The main characteristic of this campaign is the use of realstatistics[.]info and realstatistics[.]pro domains to redirect users to the Neutrino exploit kit (EK) landing page. Neutrino, currently the leading threat in the EK landscape, attempts to leverage Flash or PDF vulnerabilities on the target machine and drops the CryptXXX ransomware if successful.
A few days ago, Forcepoint researchers revealed that the aforementioned domains were used as Traffic Direction Systems (TDSs) in ongoing Neutrino and RIG distribution campaigns. The researchers eventually associated the domains with the two-year old Blackhat-TDS, explaining that they were used to redirect only unsuspecting users to EK’s landing page, while serving clean pages to blacklisted IP ranges (representing security vendors, search engines, and web scanning services).
What Forcepoint researchers didn’t reveal, however, was the extent of the campaign and how the attackers managed to compromise websites. Now, Sucuri explains that 60% of the affected sites are using outdated Joomla! and WordPress versions, but also say that the attackers most likely abused vulnerable components like plugins and extensions.
“When a CMS is out of date, it speaks volumes to the administration/maintenance strategies a website is employing. If a website owner is unable to keep their core up to date, we can confidently say that they are likely not keeping the extensible components up to date. And we know from our previous research that the leading vector in most CMS applications comes from third-party integrations like plugins and extensions,” the researchers say.
With thousands of compromised websites at their disposal, including some security-related destinations such as the PCI Policy Portal, the attackers can target tens of thousands of users at the same time, eventually infecting many of them with the CryptXXX ransomware.
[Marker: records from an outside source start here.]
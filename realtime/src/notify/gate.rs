use std::time::Duration;

use chrono::{DateTime, Utc};
use dashmap::DashMap;
use tracing::debug;

use super::NotificationKind;

pub const DEFAULT_COOLDOWN: Duration = Duration::from_secs(30);

/// Per (subject, kind) cooldown for user-facing alerts.
///
/// Independent of the components that ask it, so the same gate can be shared
/// (wrap it in an `Arc`) by the presence engine and the conversation sync.
pub struct NotificationGate {
    cooldown: chrono::Duration,
    last_fired: DashMap<(String, NotificationKind), DateTime<Utc>>,
}

impl NotificationGate {
    pub fn new(cooldown: Duration) -> Self {
        Self {
            cooldown: chrono::Duration::from_std(cooldown)
                .unwrap_or_else(|_| chrono::Duration::days(365)),
            last_fired: DashMap::new(),
        }
    }

    pub fn should_notify(&self, subject_id: &str, kind: NotificationKind) -> bool {
        self.should_notify_at(subject_id, kind, Utc::now())
    }

    /// Returns false, leaving state untouched, while the key is inside its
    /// cooldown. Otherwise records `now` and evicts every expired entry.
    pub fn should_notify_at(
        &self,
        subject_id: &str,
        kind: NotificationKind,
        now: DateTime<Utc>,
    ) -> bool {
        let key = (subject_id.to_string(), kind);
        if let Some(last) = self.last_fired.get(&key) {
            if now.signed_duration_since(*last) < self.cooldown {
                debug!(subject_id = %subject_id, kind = ?kind, "Notification suppressed by cooldown");
                return false;
            }
        }

        self.last_fired.insert(key, now);
        let cooldown = self.cooldown;
        self.last_fired
            .retain(|_, fired| now.signed_duration_since(*fired) < cooldown);
        true
    }

    pub fn len(&self) -> usize {
        self.last_fired.len()
    }

    pub fn is_empty(&self) -> bool {
        self.last_fired.is_empty()
    }

    pub fn clear(&self) {
        self.last_fired.clear();
    }
}

impl Default for NotificationGate {
    fn default() -> Self {
        Self::new(DEFAULT_COOLDOWN)
    }
}

#[cfg(test)]
mod tests {
    use super::*;

    fn at(secs: i64) -> DateTime<Utc> {
        DateTime::from_timestamp(1_700_000_000 + secs, 0).unwrap()
    }

    #[test]
    fn test_second_call_within_window_is_suppressed() {
        let gate = NotificationGate::default();
        assert!(gate.should_notify_at("bob", NotificationKind::CameOnline, at(0)));
        assert!(!gate.should_notify_at("bob", NotificationKind::CameOnline, at(10)));
    }

    #[test]
    fn test_fires_again_after_window() {
        let gate = NotificationGate::default();
        assert!(gate.should_notify_at("bob", NotificationKind::CameOnline, at(0)));
        assert!(!gate.should_notify_at("bob", NotificationKind::CameOnline, at(29)));
        assert!(gate.should_notify_at("bob", NotificationKind::CameOnline, at(30)));
    }

    #[test]
    fn test_suppressed_call_does_not_extend_window() {
        let gate = NotificationGate::default();
        assert!(gate.should_notify_at("bob", NotificationKind::Poke, at(0)));
        assert!(!gate.should_notify_at("bob", NotificationKind::Poke, at(20)));
        // Window still counts from t=0
        assert!(gate.should_notify_at("bob", NotificationKind::Poke, at(31)));
    }

    #[test]
    fn test_keys_are_independent() {
        let gate = NotificationGate::default();
        assert!(gate.should_notify_at("bob", NotificationKind::CameOnline, at(0)));
        assert!(gate.should_notify_at("bob", NotificationKind::WentOffline, at(1)));
        assert!(gate.should_notify_at("carol", NotificationKind::CameOnline, at(2)));
        assert_eq!(gate.len(), 3);
    }

    #[test]
    fn test_expired_entries_are_evicted() {
        let gate = NotificationGate::default();
        gate.should_notify_at("bob", NotificationKind::CameOnline, at(0));
        gate.should_notify_at("carol", NotificationKind::CameOnline, at(5));
        assert_eq!(gate.len(), 2);

        gate.should_notify_at("dave", NotificationKind::NewMessage, at(100));
        assert_eq!(gate.len(), 1);
    }

    #[test]
    fn test_custom_cooldown() {
        let gate = NotificationGate::new(Duration::from_secs(2));
        assert!(gate.should_notify_at("bob", NotificationKind::NewMessage, at(0)));
        assert!(!gate.should_notify_at("bob", NotificationKind::NewMessage, at(1)));
        assert!(gate.should_notify_at("bob", NotificationKind::NewMessage, at(2)));
    }
}
use std::collections::HashMap;
use std::sync::Arc;

use classroom_realtime::broker::wire::{ClientFrame, ServerFrame};
use classroom_realtime::broker::{BroadcastEvent, BrokerEvent, ChannelRef, SubscribeStatus};
use futures_util::{SinkExt, StreamExt};
use tokio::net::TcpStream;
use tokio::sync::mpsc;
use tokio::task::JoinHandle;
use tokio_tungstenite::{tungstenite::Message, WebSocketStream};
use tracing::{debug, error, info, warn};

use crate::state::RelayState;

const AUTH_TIMEOUT: std::time::Duration = std::time::Duration::from_secs(10);

/// Handle a single WebSocket connection
pub async fn handle_connection(ws_stream: WebSocketStream<TcpStream>, state: Arc<RelayState>) {
    let (mut ws_sender, mut ws_receiver) = ws_stream.split();

    let (user_id, token) = match wait_for_connect(&mut ws_receiver).await {
        Some(connect) => connect,
        None => {
            warn!("Connection closed before authentication");
            return;
        }
    };

    let authorized = !user_id.trim().is_empty() && state.authorize(token.as_deref());
    let auth_response = ServerFrame::AuthResponse {
        success: authorized,
        message: if authorized {
            "Connected to relay".to_string()
        } else {
            "Authentication failed".to_string()
        },
    };
    match serde_json::to_string(&auth_response) {
        Ok(json) => {
            if let Err(e) = ws_sender.send(Message::Text(json.into())).await {
                error!(user_id = %user_id, error = %e, "Failed to send auth response");
                return;
            }
        }
        Err(e) => {
            error!(user_id = %user_id, error = %e, "Failed to serialize auth response");
            return;
        }
    }
    if !authorized {
        warn!(user_id = %user_id, "Authentication failed");
        let _ = ws_sender.close().await;
        return;
    }

    info!(user_id = %user_id, "User connected");
    state.add_client(&user_id);

    // Everything bound for this client goes through one queue
    let (tx, mut rx) = mpsc::unbounded_channel::<String>();
    let mut session = Session::new(user_id.clone(), tx);

    let mut send_task = tokio::spawn(async move {
        while let Some(msg) = rx.recv().await {
            if ws_sender.send(Message::Text(msg.into())).await.is_err() {
                break;
            }
        }
        let _ = ws_sender.close().await;
    });

    loop {
        tokio::select! {
            res = ws_receiver.next() => {
                match res {
                    Some(Ok(Message::Text(text))) => {
                        session.handle_text(&text, &state);
                    }
                    Some(Ok(Message::Close(_))) => {
                        info!(user_id = %user_id, "Client sent close frame");
                        break;
                    }
                    Some(Err(e)) => {
                        error!(user_id = %user_id, error = %e, "WebSocket error");
                        break;
                    }
                    None => {
                        info!(user_id = %user_id, "WebSocket stream ended");
                        break;
                    }
                    _ => {}
                }
            }
            _ = &mut send_task => {
                info!(user_id = %user_id, "Send task finished (likely connection lost)");
                break;
            }
        }
    }

    session.close(&state);
    send_task.abort();
    state.remove_client(&user_id);
    info!(user_id = %user_id, "User disconnected");
}

/// Wait for the Connect frame from a new connection
async fn wait_for_connect(
    receiver: &mut futures_util::stream::SplitStream<WebSocketStream<TcpStream>>,
) -> Option<(String, Option<String>)> {
    let connect = tokio::time::timeout(AUTH_TIMEOUT, async {
        while let Some(result) = receiver.next().await {
            if let Ok(Message::Text(text)) = result {
                match serde_json::from_str::<ClientFrame>(&text) {
                    Ok(ClientFrame::Connect { user_id, token }) => return Some((user_id, token)),
                    Ok(_) => warn!("Frame received before connect, ignoring"),
                    Err(e) => warn!(error = %e, "Failed to parse connect frame"),
                }
            }
        }
        None
    });

    match connect.await {
        Ok(result) => result,
        Err(_) => {
            warn!("Authentication timeout");
            None
        }
    }
}

/// One authenticated client: the channels it joined on the hub and the queue
/// its frames are written to.
pub struct Session {
    user_id: String,
    /// Name from this connection's own presence, used as the sender name
    display_name: Option<String>,
    out: mpsc::UnboundedSender<String>,
    channels: HashMap<u64, ChannelRef>,
    forwarders: HashMap<u64, JoinHandle<()>>,
}

impl Session {
    pub fn new(user_id: String, out: mpsc::UnboundedSender<String>) -> Self {
        Self {
            user_id,
            display_name: None,
            out,
            channels: HashMap::new(),
            forwarders: HashMap::new(),
        }
    }

    pub fn user_id(&self) -> &str {
        &self.user_id
    }

    pub fn channel_count(&self) -> usize {
        self.channels.len()
    }

    pub fn handle_text(&mut self, text: &str, state: &RelayState) {
        match serde_json::from_str::<ClientFrame>(text) {
            Ok(frame) => self.handle_frame(frame, state),
            Err(e) => {
                warn!(user_id = %self.user_id, error = %e, "Failed to parse frame");
                self.reply_error(None, format!("Malformed frame: {}", e));
            }
        }
    }

    /// Apply one client frame. Identity fields are overwritten with the
    /// authenticated user before anything reaches other members.
    pub fn handle_frame(&mut self, frame: ClientFrame, state: &RelayState) {
        match frame {
            ClientFrame::Connect { .. } => {
                debug!(user_id = %self.user_id, "Already authenticated, ignoring connect");
            }
            ClientFrame::Join { ref_id, mut spec } => {
                if spec.topic.trim().is_empty() {
                    self.reply(&ServerFrame::Joined {
                        ref_id,
                        channel_id: 0,
                        topic: spec.topic,
                        status: SubscribeStatus::ChannelError("Empty topic".to_string()),
                    });
                    return;
                }
                // Presence is only ever keyed by the authenticated user
                if spec.presence_key.is_some() {
                    spec.presence_key = Some(self.user_id.clone());
                }
                let (channel, events) = state.hub().join(&spec);
                // Reply before the forwarder can emit events for this channel
                self.reply(&ServerFrame::Joined {
                    ref_id,
                    channel_id: channel.id,
                    topic: channel.topic.clone(),
                    status: SubscribeStatus::Subscribed,
                });
                let forwarder = self.forward(channel.id, events);
                debug!(user_id = %self.user_id, channel_id = channel.id, topic = %channel.topic, "Joined");
                self.forwarders.insert(channel.id, forwarder);
                self.channels.insert(channel.id, channel);
            }
            ClientFrame::Leave { channel_id } => {
                if let Some(channel) = self.channels.remove(&channel_id) {
                    self.leave(&channel, state);
                } else {
                    debug!(user_id = %self.user_id, channel_id, "Leave for unknown channel");
                }
            }
            ClientFrame::Track {
                channel_id,
                mut payload,
            } => {
                let Some(channel) = self.owned(channel_id, None) else {
                    return;
                };
                payload.user_id = self.user_id.clone();
                self.display_name = payload
                    .full_name
                    .as_deref()
                    .map(str::trim)
                    .filter(|name| !name.is_empty())
                    .map(String::from);
                if let Err(e) = state.hub().track(&channel, payload) {
                    self.reply_error(None, e.to_string());
                }
            }
            ClientFrame::Untrack { channel_id } => {
                let Some(channel) = self.owned(channel_id, None) else {
                    return;
                };
                if let Err(e) = state.hub().untrack(&channel) {
                    self.reply_error(None, e.to_string());
                }
            }
            ClientFrame::Broadcast {
                channel_id,
                event,
                payload,
            } => {
                let Some(channel) = self.owned(channel_id, None) else {
                    return;
                };
                let decoded = match BroadcastEvent::from_wire(&event, payload) {
                    Ok(decoded) => self.stamp_sender(decoded),
                    Err(e) => {
                        warn!(user_id = %self.user_id, error = %e, "Rejected broadcast");
                        self.reply_error(None, e.to_string());
                        return;
                    }
                };
                let result = decoded
                    .to_wire()
                    .map_err(|e| e.to_string())
                    .and_then(|(name, payload)| {
                        state
                            .hub()
                            .broadcast(&channel, name, payload)
                            .map_err(|e| e.to_string())
                    });
                if let Err(e) = result {
                    error!(user_id = %self.user_id, error = %e, "Broadcast failed");
                    self.reply_error(None, e);
                }
            }
            ClientFrame::PresenceState { ref_id, channel_id } => {
                let Some(channel) = self.owned(channel_id, Some(ref_id)) else {
                    return;
                };
                match state.hub().presence_state(&channel) {
                    Ok(presence) => self.reply(&ServerFrame::PresenceState {
                        ref_id,
                        state: presence,
                    }),
                    Err(e) => self.reply_error(Some(ref_id), e.to_string()),
                }
            }
            ClientFrame::Publish { topic, event } => match event {
                BrokerEvent::Insert { .. } | BrokerEvent::Update { .. } => {
                    let delivered = state.hub().publish(&topic, event);
                    debug!(user_id = %self.user_id, topic = %topic, delivered, "Published row change");
                }
                _ => self.reply_error(None, "Only row changes can be published".to_string()),
            },
        }
    }

    /// Leave every channel this session joined.
    pub fn close(&mut self, state: &RelayState) {
        let channels: Vec<ChannelRef> = self.channels.drain().map(|(_, c)| c).collect();
        for channel in &channels {
            self.leave(channel, state);
        }
    }

    fn leave(&mut self, channel: &ChannelRef, state: &RelayState) {
        if let Some(forwarder) = self.forwarders.remove(&channel.id) {
            forwarder.abort();
        }
        if let Err(e) = state.hub().leave(channel) {
            warn!(user_id = %self.user_id, channel_id = channel.id, error = %e, "Leave failed");
        }
    }

    fn owned(&self, channel_id: u64, ref_id: Option<u64>) -> Option<ChannelRef> {
        let channel = self.channels.get(&channel_id).cloned();
        if channel.is_none() {
            warn!(user_id = %self.user_id, channel_id, "Frame for a channel this client has not joined");
            self.reply_error(ref_id, format!("Unknown channel {}", channel_id));
        }
        channel
    }

    fn stamp_sender(&self, event: BroadcastEvent) -> BroadcastEvent {
        let user_id = self.user_id.clone();
        let name = self
            .display_name
            .clone()
            .unwrap_or_else(|| self.user_id.clone());
        match event {
            BroadcastEvent::Typing(mut p) => {
                p.user_id = user_id;
                BroadcastEvent::Typing(p)
            }
            BroadcastEvent::Poke(mut p) => {
                p.from_user_id = user_id;
                p.from_name = name;
                BroadcastEvent::Poke(p)
            }
            BroadcastEvent::EmojiReaction(mut p) => {
                p.from_user_id = user_id;
                p.from_name = name;
                BroadcastEvent::EmojiReaction(p)
            }
            BroadcastEvent::MessageInsert(mut m) => {
                m.sender_id = Some(user_id);
                BroadcastEvent::MessageInsert(m)
            }
            other @ BroadcastEvent::ConversationChanged(_) => other,
        }
    }

    fn forward(
        &self,
        channel_id: u64,
        mut events: mpsc::UnboundedReceiver<BrokerEvent>,
    ) -> JoinHandle<()> {
        let out = self.out.clone();
        tokio::spawn(async move {
            while let Some(event) = events.recv().await {
                let json = match serde_json::to_string(&ServerFrame::Event { channel_id, event }) {
                    Ok(json) => json,
                    Err(e) => {
                        error!(channel_id, error = %e, "Failed to serialize event");
                        continue;
                    }
                };
                if out.send(json).is_err() {
                    break;
                }
            }
        })
    }

    fn reply(&self, frame: &ServerFrame) {
        match serde_json::to_string(frame) {
            Ok(json) => {
                let _ = self.out.send(json);
            }
            Err(e) => error!(user_id = %self.user_id, error = %e, "Failed to serialize reply"),
        }
    }

    fn reply_error(&self, ref_id: Option<u64>, message: String) {
        self.reply(&ServerFrame::Error { ref_id, message });
    }
}

impl Drop for Session {
    fn drop(&mut self) {
        for (_, forwarder) in self.forwarders.drain() {
            forwarder.abort();
        }
    }
}
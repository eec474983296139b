use thiserror::Error;

use crate::broker::{Concern, SubscribeStatus};

#[derive(Error, Debug)]
pub enum StorageError {
    #[error("Unique constraint violated: {0}")]
    UniqueViolation(String),
    #[error("{entity} {id} not found")]
    NotFound { entity: &'static str, id: String },
    #[error("SQLite error: {0}")]
    Sqlite(#[from] rusqlite::Error),
    #[error("Serialization error: {0}")]
    Serialization(#[from] serde_json::Error),
    #[error("Storage lock poisoned")]
    LockPoisoned,
}

#[derive(Error, Debug)]
pub enum BrokerError {
    #[error("Not connected to broker")]
    NotConnected,
    #[error("Unknown channel {0}")]
    UnknownChannel(u64),
    #[error("Transport error: {0}")]
    Transport(String),
    #[error("Serialization error: {0}")]
    Serialization(#[from] serde_json::Error),
    #[error("Broker rejected request: {0}")]
    Rejected(String),
    #[error("Timed out waiting for broker reply")]
    TimedOut,
}

#[derive(Error, Debug)]
pub enum ConfigError {
    #[error("Invalid value for {key}: {value}")]
    InvalidValue { key: &'static str, value: String },
}

#[derive(Error, Debug)]
pub enum RealtimeError {
    #[error(transparent)]
    Storage(#[from] StorageError),
    #[error(transparent)]
    Broker(#[from] BrokerError),
    #[error(transparent)]
    Config(#[from] ConfigError),
    #[error("Subscribing to {concern:?} channel failed: {status:?}")]
    Subscribe {
        concern: Concern,
        status: SubscribeStatus,
    },
    #[error("No authenticated user")]
    NotAuthenticated,
    #[error("No active conversation selected")]
    NoActiveConversation,
    #[error("Presence channel not joined")]
    PresenceNotJoined,
    #[error("Invalid input: {0}")]
    Validation(String),
    #[error("Invalid realtime event: {0}")]
    InvalidEvent(String),
}

impl RealtimeError {
    /// Connection-level failures the caller may retry by reconnecting.
    pub fn is_retryable(&self) -> bool {
        matches!(
            self,
            RealtimeError::Subscribe { .. }
                | RealtimeError::Broker(BrokerError::NotConnected)
                | RealtimeError::Broker(BrokerError::Transport(_))
                | RealtimeError::Broker(BrokerError::TimedOut)
        )
    }
}

pub type Result<T> = std::result::Result<T, RealtimeError>;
A couple of weeks ago, SentinelOne researchers revealed that CryptXXX operators made $50,000 in under three weeks on a single Bitcoin address only.
Clearly, the threat actor is determined to use the top distribution venues available, especially after it switched to Neutrino last month, immediately after Angler, the top EK for many years, disappeared from the threat landscape. CryptXXX has become the top ransomware out there and has received numerous updates over the past couple of months.
The most recent change was observed by SANS Internet Storm Center handler Brad Duncan this week, when the ransomware started using a new ransom note and a new payment site. Duncan notes that the change in the post-infect activity of CryptXXX includes the fact that it now downloads text and HTML files for the decryption instructions in the clear.
Moreover, BleepingComputer’s Lawrence Abrams reveals that the CryptXXX no longer uses a special extension for the encrypted files and that victims are now directed to a new payment site called Microsoft Decryptor. Unlike the previous payment portal, the new site no longer provides victims with the possibility to contact the admins if they have payment issues.